早期投与による有効性は見出されそうな気がしてはいますが、やはり気になるのは副作用です。

 ただ催奇形性の副作用があるといっても、どんなレベルのものなのか?

  それでなぜ薬として承認されたのか?

   他に懸念される副作用はないのか?

そのあたりの温度感が分かる、規制当局と製薬会社のディスカッション結果を見ることができる資料があるのをご存知ですか?

 

幸いにして、アビガンは真っさらな新薬ではなく、インフルエンザ治療薬として既に承認されています。

つまり、日本の規制当局たるPMDAがその薬の有効性、安全性を審査した記録、「審査報告書」が存在しているのです。

 

この審査報告書をチェックしている方は私のようなマニアックな人種で、あまり居られないかと思いますので、今日はアビガンの審査報告書をかるーく取り上げてみて、催奇形性に対する規制当局の温度感を探ってみたいと思います。

 

細かく見ていくと、半日はかかりますので、かるーくですよ?

しかし内容は若干重めになっちゃいました。

いつもやや重めな内容であることは自覚していますが、今日のは若干専門よりです。

眠くなりそうであれば、太字だけ流し読みすればなんとなくわかるかと思います。

・・・え? いつもそうしているですって!?

 

アビガンのCOVID-19に対する用法用量はインフルエンザとは異なりますし、対象疾患やベースとなる状態も大きくことなるため、そのままトレースできるわけではありませんが、温度感を見るうえできっと参考になるはずです。

 

 

要約

・承認医薬品の審査報告書は誰でも閲覧可能

・アビガンの催奇形性は「安全性上、極めて重大なリスク」であると評価

・厳格な危機管理を前提としたうえで承認されている(通常は承認されないレベル)

・COVID-19に対する用法用量はインフルエンザとは異なる(用量↑/期間長い

妊娠検査陰性を示す妊娠初期においても危険

他の副作用は大したことない(下痢/血中尿酸増加)

・肝機能/腎機能低下患者等のハイリスク群に対するデータは極めて少なく評価困難

・幼若動物を用いた毒性試験の結果から、現時点で小児への投与は推奨すべきではない

 

 

審査報告書とは?

ごく簡単に述べると、医薬品の承認審査に必要な資料の説明とそれに対する規制当局の見解、ディスカッション結果をまとめたものです。

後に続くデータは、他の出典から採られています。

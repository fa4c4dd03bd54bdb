//! Explicit pipeline configuration.
//!
//! The export directory and the run date are values passed into the
//! pipeline, never ambient process state; tests inject a fixed run date.

use std::path::PathBuf;

use chrono::{Local, NaiveDate};

#[derive(Clone, Debug)]
pub struct PipelineConfig {
    /// Directory holding per-source exports and combined artifacts.
    pub export_dir: PathBuf,
    /// The calendar date of this run, applied consistently to every record.
    pub run_date: NaiveDate,
}

impl PipelineConfig {
    pub fn new(export_dir: PathBuf, run_date: Option<NaiveDate>) -> Self {
        Self {
            export_dir,
            run_date: run_date.unwrap_or_else(|| Local::now().date_naive()),
        }
    }
}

当然マスキングされている部分もありますが、なんと一般に公開されており、多くの部分について読むことができます。

どのようなデータに基づいて、有効性や安全性が認められ、またどのような懸念点があり、どのような議論の結果、承認にこぎつけたのかを知ることができます。

私は業務上も活用しますが、趣味としてよく読んでいます。

医薬品開発を行う上では大変参考になる資料です。

特に他社のノウハウが見え隠れしてたりするところをぱk・・・

  

インフルエンザ治療薬としての承認の要約

さて、まずは全体を簡単に要約します。

 

・季節性のA型又はB型インフルエンザウイルス感染症に対する有効性は未だ検証されたとは言えず、米国において臨床での有効性が示唆された段階に過ぎない

 

・既承認の抗インフルエンザウイルス薬と異なる作用機序を有しており、非臨床での検討のみではあるものの、鳥インフルエンザウイルスA(H5N1)及びA(H7N9)等に対する抗ウイルス作用は期待できる。

他の抗インフルエンザ薬が無効又は効果不十分であり、本剤の有効性が期待できる可能性のある場合に、本剤を使用可能な状況にしておくことは意義がある

 

投与対象を限定し、厳格な流通管理及び十分な安全対策を実施すること、催奇形性等のリスクを有すること、海外で実施された臨床試験成績を中心に国内では検討されていない用法・用量が設定されていることを踏まえ、承認後速やかに臨床試験を実施することを承認条件として付与した上で、新型又は再興型インフルエンザウイルス感染症に対し、以上の危機管理を前提として承認する意義があるものと判断

 

と、こんな感じでしょうか。

このように相当な限定された条件にて承認がなされており、通常の薬剤とは全く異なる扱いの薬剤であることが分かるかと思います。

 

副作用

有効性については、インフルエンザに対する議論なので、今回は首を突っ込まないでおきましょう。

今回見ていくべきは安全性に関する議論、特に催奇形性についてです。

ちなみに催奇形性というのは発生段階で奇形を生じさせたり、流産となるようなことをいいます。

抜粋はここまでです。